Wali Kota Pontianak, Edi Rusdi Kamtono, menyampaikan apresiasi kepada masyarakat Tionghoa atas peran aktif dalam melestarikan tradisi ini. Ia menekankan bahwa Festival Kue Bulan bukan sekadar seremoni, melainkan wujud nyata keberagaman dan keharmonisan yang menjadi identitas Kota Pontianak.

“Acara ini tidak sekadar seremoni, tetapi menunjukkan keanekaragaman warga Kota Pontianak dalam menghargai budaya yang ada. Pemerintah kota selalu memberikan dukungan agar kegiatan budaya dapat terus berkembang,” ujar Edi dalam sambutannya.

Edi menegaskan bahwa Pemerintah Kota Pontianak terus mendorong tumbuhnya budaya toleransi dan gotong royong di tengah masyarakat. Meski memiliki wilayah yang relatif kecil, Pontianak terus berkembang sebagai kota yang dinamis dan terbuka bagi semua budaya.

“Pontianak memang tidak luas, tetapi menjadi pusat pertumbuhan dan aktivitas masyarakat Kalimantan Barat. Inilah yang membuat Pontianak semakin berdaya saing dan terbuka bagi semua budaya,” ungkapnya.

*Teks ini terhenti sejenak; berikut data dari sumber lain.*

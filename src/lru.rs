//! Least Recently Used (LRU) Cache Implementation
//!
//! A bounded cache with O(1) `get`, `put` and eviction. When a new key arrives
//! and the cache is full, the entry that was read or written longest ago is
//! dropped to make room.
//!
//! # Structure
//!
//! ```text
//!   index: HashMap<K, slot>          arena: Vec<slot>
//!   ┌─────────┬──────┐     ┌──────┬──────┬──────┬──────┬──────┐
//!   │ "apple" │  3   │     │ HEAD │ TAIL │  b   │  a   │ free │
//!   │ "banana"│  2   │     │  0   │  1   │  2   │  3   │  4   │
//!   └─────────┴──────┘     └──────┴──────┴──────┴──────┴──────┘
//!
//!   recency:  HEAD ⇄ a ⇄ b ⇄ TAIL
//!             (MRU)          (LRU, next to evict)
//! ```
//!
//! The index maps each key to a slot in the arena. The slots form a doubly
//! linked list by index, bracketed by two sentinel slots that are never
//! evicted. A hit moves the slot behind `HEAD`; eviction takes the slot in
//! front of `TAIL`. Freed slots are recycled, so the arena never holds more
//! than `capacity + 2` slots.
//!
//! # Performance Characteristics
//!
//! - Get: O(1)
//! - Put: O(1)
//! - Remove: O(1)
//! - Clear: O(n)
//!
//! # Thread Safety
//!
//! `get` reorders entries and therefore needs `&mut self`. For shared access
//! wrap the cache in a single exclusive lock, or enable the `concurrent`
//! feature and use [`ConcurrentLruCache`](crate::ConcurrentLruCache).

use crate::arena::{self, Arena};
use crate::config::LruCacheConfig;
use crate::error::Result;
use crate::metrics::{CacheMetrics, LruCacheMetrics};
use alloc::collections::BTreeMap;
use alloc::string::String;
use core::borrow::Borrow;
use core::fmt;
use core::hash::{BuildHasher, Hash};
use core::iter::FusedIterator;
use core::num::NonZeroUsize;
use log::{debug, trace};

#[cfg(feature = "hashbrown")]
use hashbrown::DefaultHashBuilder;
#[cfg(feature = "hashbrown")]
use hashbrown::HashMap;

#[cfg(not(feature = "hashbrown"))]
use std::collections::hash_map::RandomState as DefaultHashBuilder;
#[cfg(not(feature = "hashbrown"))]
use std::collections::HashMap;

/// Internal LRU segment holding the index, the arena and the counters.
///
/// Shared between `LruCache` (single-threaded) and `ConcurrentLruCache`
/// (behind a mutex), so the algorithm lives in one place.
pub(crate) struct LruSegment<K, V, S = DefaultHashBuilder> {
    config: LruCacheConfig,
    list: Arena<(K, V)>,
    map: HashMap<K, usize, S>,
    metrics: LruCacheMetrics,
}

impl<K: Hash + Eq, V, S: BuildHasher> LruSegment<K, V, S> {
    pub(crate) fn init(config: LruCacheConfig, hash_builder: S) -> Self {
        let cap = config.capacity.get();
        debug!("creating LRU cache with capacity {}", cap);
        LruSegment {
            config,
            list: Arena::new(cap),
            map: HashMap::with_capacity_and_hasher(
                cap.min(arena::PREALLOCATE_LIMIT),
                hash_builder,
            ),
            metrics: LruCacheMetrics::new(cap as u64),
        }
    }

    #[inline]
    pub(crate) fn cap(&self) -> NonZeroUsize {
        self.config.capacity
    }

    #[inline]
    pub(crate) fn len(&self) -> usize {
        self.map.len()
    }

    #[inline]
    pub(crate) fn is_empty(&self) -> bool {
        self.list.is_empty()
    }

    #[inline]
    pub(crate) fn metrics(&self) -> &LruCacheMetrics {
        &self.metrics
    }

    #[cfg(test)]
    pub(crate) fn slot_count(&self) -> usize {
        self.list.slot_count()
    }

    pub(crate) fn get<Q>(&mut self, key: &Q) -> Option<&V>
    where
        K: Borrow<Q>,
        Q: ?Sized + Hash + Eq,
    {
        match self.map.get(key).copied() {
            Some(idx) => {
                self.list.move_to_front(idx);
                self.metrics.core.record_hit();
                self.list.get(idx).map(|(_, v)| v)
            }
            None => {
                self.metrics.core.record_miss();
                None
            }
        }
    }

    pub(crate) fn get_mut<Q>(&mut self, key: &Q) -> Option<&mut V>
    where
        K: Borrow<Q>,
        Q: ?Sized + Hash + Eq,
    {
        match self.map.get(key).copied() {
            Some(idx) => {
                self.list.move_to_front(idx);
                self.metrics.core.record_hit();
                self.list.get_mut(idx).map(|(_, v)| v)
            }
            None => {
                self.metrics.core.record_miss();
                None
            }
        }
    }

    pub(crate) fn peek<Q>(&self, key: &Q) -> Option<&V>
    where
        K: Borrow<Q>,
        Q: ?Sized + Hash + Eq,
    {
        let idx = *self.map.get(key)?;
        self.list.get(idx).map(|(_, v)| v)
    }

    pub(crate) fn contains<Q>(&self, key: &Q) -> bool
    where
        K: Borrow<Q>,
        Q: ?Sized + Hash + Eq,
    {
        self.map.contains_key(key)
    }

    pub(crate) fn peek_mru(&self) -> Option<(&K, &V)> {
        let idx = self.list.front()?;
        self.list.get(idx).map(|(k, v)| (k, v))
    }

    pub(crate) fn peek_lru(&self) -> Option<(&K, &V)> {
        let idx = self.list.back()?;
        self.list.get(idx).map(|(k, v)| (k, v))
    }

    pub(crate) fn put(&mut self, key: K, value: V) -> Option<(K, V)>
    where
        K: Clone,
    {
        if let Some(&idx) = self.map.get(&key) {
            self.list.move_to_front(idx);
            self.metrics.core.record_update();
            return self.list.replace(idx, (key, value));
        }

        let evicted = if self.map.len() >= self.cap().get() {
            self.evict()
        } else {
            None
        };

        let idx = self.list.push_front((key.clone(), value));
        self.map.insert(key, idx);
        self.metrics.core.record_insertion();

        debug_assert_eq!(self.map.len(), self.list.len());
        debug_assert!(self.list.slot_count() <= self.cap().get().saturating_add(2));
        evicted
    }

    /// Drops the least recently used entry to make room for a new key.
    fn evict(&mut self) -> Option<(K, V)> {
        let (key, value) = self.list.remove_last()?;
        self.map.remove(&key);
        self.metrics.core.record_eviction();
        trace!(
            "evicted least recently used entry ({}/{} entries)",
            self.map.len(),
            self.cap()
        );
        Some((key, value))
    }

    pub(crate) fn remove<Q>(&mut self, key: &Q) -> Option<V>
    where
        K: Borrow<Q>,
        Q: ?Sized + Hash + Eq,
    {
        let idx = self.map.remove(key)?;
        let (_, value) = self.list.remove(idx)?;
        self.metrics.core.record_removal();
        Some(value)
    }

    pub(crate) fn pop_lru(&mut self) -> Option<(K, V)> {
        let (key, value) = self.list.remove_last()?;
        self.map.remove(&key);
        self.metrics.core.record_removal();
        Some((key, value))
    }

    pub(crate) fn clear(&mut self) {
        debug!("clearing LRU cache ({} entries)", self.map.len());
        self.metrics.core.record_clear();
        self.map.clear();
        self.list.clear();
    }

    pub(crate) fn iter(&self) -> Iter<'_, K, V> {
        Iter {
            inner: self.list.iter(),
        }
    }
}

impl<K, V, S> fmt::Debug for LruSegment<K, V, S> {
    fn fmt(&self, f: &mut fmt::Formatter<'_>) -> fmt::Result {
        f.debug_struct("LruSegment")
            .field("capacity", &self.config.capacity)
            .field("len", &self.map.len())
            .field("list", &self.list)
            .finish()
    }
}

/// A bounded Least Recently Used (LRU) cache.
///
/// Capacity is fixed at construction and is at least one. `get` and `put`
/// both mark the key as most recently used; inserting a new key into a full
/// cache evicts exactly one entry, the least recently used one.
///
/// # Examples
///
/// ```
/// use recency_cache::LruCache;
///
/// let mut cache = LruCache::new(2).unwrap();
///
/// cache.put("apple", 1);
/// cache.put("banana", 2);
///
/// // Accessing items updates their recency
/// assert_eq!(cache.get(&"apple"), Some(&1));
///
/// // Adding beyond capacity evicts the least recently used item
/// assert_eq!(cache.put("cherry", 3), Some(("banana", 2)));
/// assert_eq!(cache.get(&"banana"), None);
/// assert_eq!(cache.get(&"apple"), Some(&1));
/// assert_eq!(cache.get(&"cherry"), Some(&3));
///
/// // A cache that cannot hold anything is rejected up front
/// assert!(LruCache::<&str, i32>::new(0).is_err());
/// ```
pub struct LruCache<K, V, S = DefaultHashBuilder> {
    segment: LruSegment<K, V, S>,
}

impl<K: Hash + Eq, V> LruCache<K, V> {
    /// Creates a cache holding at most `capacity` entries.
    ///
    /// Returns [`CacheError::InvalidCapacity`](crate::CacheError::InvalidCapacity)
    /// when `capacity` is below one or does not fit in `usize`.
    pub fn new<C>(capacity: C) -> Result<LruCache<K, V, DefaultHashBuilder>>
    where
        C: TryInto<usize>,
    {
        Ok(LruCache::init(LruCacheConfig::new(capacity)?, None))
    }

    /// Creates a cache from a validated configuration.
    ///
    /// If `hasher` is `None`, the default hash builder is used.
    pub fn init(
        config: LruCacheConfig,
        hasher: Option<DefaultHashBuilder>,
    ) -> LruCache<K, V, DefaultHashBuilder> {
        LruCache::init_with_hasher(config, hasher.unwrap_or_default())
    }
}

impl<K: Hash + Eq, V, S: BuildHasher> LruCache<K, V, S> {
    /// Creates a cache with a custom hash builder.
    pub fn with_hasher<C>(capacity: C, hash_builder: S) -> Result<Self>
    where
        C: TryInto<usize>,
    {
        Ok(Self::init_with_hasher(
            LruCacheConfig::new(capacity)?,
            hash_builder,
        ))
    }

    /// Creates a cache from a validated configuration and a custom hash builder.
    pub fn init_with_hasher(config: LruCacheConfig, hash_builder: S) -> Self {
        Self {
            segment: LruSegment::init(config, hash_builder),
        }
    }

    /// Maximum number of entries.
    #[inline]
    pub fn cap(&self) -> NonZeroUsize {
        self.segment.cap()
    }

    /// Maximum number of entries, as a plain `usize`.
    #[inline]
    pub fn capacity(&self) -> usize {
        self.segment.cap().get()
    }

    /// Number of entries currently held.
    #[inline]
    pub fn len(&self) -> usize {
        self.segment.len()
    }

    /// Returns `true` if the cache holds no entries.
    #[inline]
    pub fn is_empty(&self) -> bool {
        self.segment.is_empty()
    }

    /// Returns the value for `key` and marks it most recently used.
    ///
    /// A miss returns `None` and leaves the recency order untouched.
    #[inline]
    pub fn get<Q>(&mut self, key: &Q) -> Option<&V>
    where
        K: Borrow<Q>,
        Q: ?Sized + Hash + Eq,
    {
        self.segment.get(key)
    }

    /// Like [`get`](Self::get), but allows the value to be edited in place.
    #[inline]
    pub fn get_mut<Q>(&mut self, key: &Q) -> Option<&mut V>
    where
        K: Borrow<Q>,
        Q: ?Sized + Hash + Eq,
    {
        self.segment.get_mut(key)
    }

    /// Returns the value for `key` without changing its recency.
    #[inline]
    pub fn peek<Q>(&self, key: &Q) -> Option<&V>
    where
        K: Borrow<Q>,
        Q: ?Sized + Hash + Eq,
    {
        self.segment.peek(key)
    }

    /// Returns `true` if `key` is cached. Does not change its recency.
    #[inline]
    pub fn contains<Q>(&self, key: &Q) -> bool
    where
        K: Borrow<Q>,
        Q: ?Sized + Hash + Eq,
    {
        self.segment.contains(key)
    }

    /// The most recently used entry.
    #[inline]
    pub fn peek_mru(&self) -> Option<(&K, &V)> {
        self.segment.peek_mru()
    }

    /// The least recently used entry, i.e. the next one to be evicted.
    #[inline]
    pub fn peek_lru(&self) -> Option<(&K, &V)> {
        self.segment.peek_lru()
    }

    /// Removes `key`, returning its value if it was cached.
    #[inline]
    pub fn remove<Q>(&mut self, key: &Q) -> Option<V>
    where
        K: Borrow<Q>,
        Q: ?Sized + Hash + Eq,
    {
        self.segment.remove(key)
    }

    /// Removes and returns the least recently used entry.
    #[inline]
    pub fn pop_lru(&mut self) -> Option<(K, V)> {
        self.segment.pop_lru()
    }

    /// Removes every entry. Capacity is unchanged.
    #[inline]
    pub fn clear(&mut self) {
        self.segment.clear()
    }

    /// Iterates over entries from most to least recently used.
    ///
    /// Iterating does not change the recency order.
    pub fn iter(&self) -> Iter<'_, K, V> {
        self.segment.iter()
    }

    #[cfg(test)]
    pub(crate) fn slot_count(&self) -> usize {
        self.segment.slot_count()
    }
}

impl<K: Hash + Eq + Clone, V, S: BuildHasher> LruCache<K, V, S> {
    /// Inserts or updates `key`, marking it most recently used.
    ///
    /// Returns:
    /// - `Some((key, old_value))` if the key was already cached (its value is
    ///   replaced; nothing is evicted),
    /// - `Some((evicted_key, evicted_value))` if a new key filled a full cache
    ///   and the least recently used entry was evicted,
    /// - `None` if the new key fit without eviction.
    #[inline]
    pub fn put(&mut self, key: K, value: V) -> Option<(K, V)> {
        self.segment.put(key, value)
    }
}

impl<K: Hash + Eq, V, S: BuildHasher> CacheMetrics for LruCache<K, V, S> {
    fn metrics(&self) -> BTreeMap<String, f64> {
        self.segment.metrics().metrics()
    }

    fn algorithm_name(&self) -> &'static str {
        self.segment.metrics().algorithm_name()
    }
}

impl<K, V, S> fmt::Debug for LruCache<K, V, S> {
    fn fmt(&self, f: &mut fmt::Formatter<'_>) -> fmt::Result {
        f.debug_struct("LruCache")
            .field("segment", &self.segment)
            .finish()
    }
}

impl<'a, K: Hash + Eq, V, S: BuildHasher> IntoIterator for &'a LruCache<K, V, S> {
    type Item = (&'a K, &'a V);
    type IntoIter = Iter<'a, K, V>;

    fn into_iter(self) -> Iter<'a, K, V> {
        self.iter()
    }
}

/// Iterator over cache entries from most to least recently used.
///
/// Created by [`LruCache::iter`].
pub struct Iter<'a, K, V> {
    inner: arena::Iter<'a, (K, V)>,
}

impl<'a, K, V> Iterator for Iter<'a, K, V> {
    type Item = (&'a K, &'a V);

    fn next(&mut self) -> Option<(&'a K, &'a V)> {
        self.inner.next().map(|(k, v)| (k, v))
    }

    fn size_hint(&self) -> (usize, Option<usize>) {
        self.inner.size_hint()
    }
}

impl<'a, K, V> DoubleEndedIterator for Iter<'a, K, V> {
    fn next_back(&mut self) -> Option<(&'a K, &'a V)> {
        self.inner.next_back().map(|(k, v)| (k, v))
    }
}

impl<K, V> ExactSizeIterator for Iter<'_, K, V> {}

impl<K, V> FusedIterator for Iter<'_, K, V> {}

impl<K, V> Clone for Iter<'_, K, V> {
    fn clone(&self) -> Self {
        Iter {
            inner: self.inner.clone(),
        }
    }
}

impl<K, V> fmt::Debug for Iter<'_, K, V> {
    fn fmt(&self, f: &mut fmt::Formatter<'_>) -> fmt::Result {
        f.debug_struct("Iter").field("inner", &self.inner).finish()
    }
}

Ketua Panitia Festival Kue Bulan 2025, Hendry Pangestu Lim, mengatakan bahwa festival ini digelar untuk mempererat tali silaturahmi antar warga dari berbagai latar belakang. Ia menekankan bahwa perayaan ini adalah milik bersama, bukan hanya milik masyarakat Tionghoa.

“Festival Kue Bulan bukan hanya milik masyarakat Tionghoa, tetapi milik kita semua. Melalui kegiatan ini, kita ingin menumbuhkan semangat kebersamaan dan menjaga keharmonisan antar warga Pontianak,” katanya.

Festival berlangsung meriah dengan aneka atraksi budaya, pertunjukan seni, barongsai, musik tradisional, hingga bazar kuliner khas Tionghoa yang menyedot perhatian pengunjung. Lampion warna-warni menghiasi langit malam di Taman Alun Kapuas, menghadirkan suasana yang hangat dan penuh keceriaan.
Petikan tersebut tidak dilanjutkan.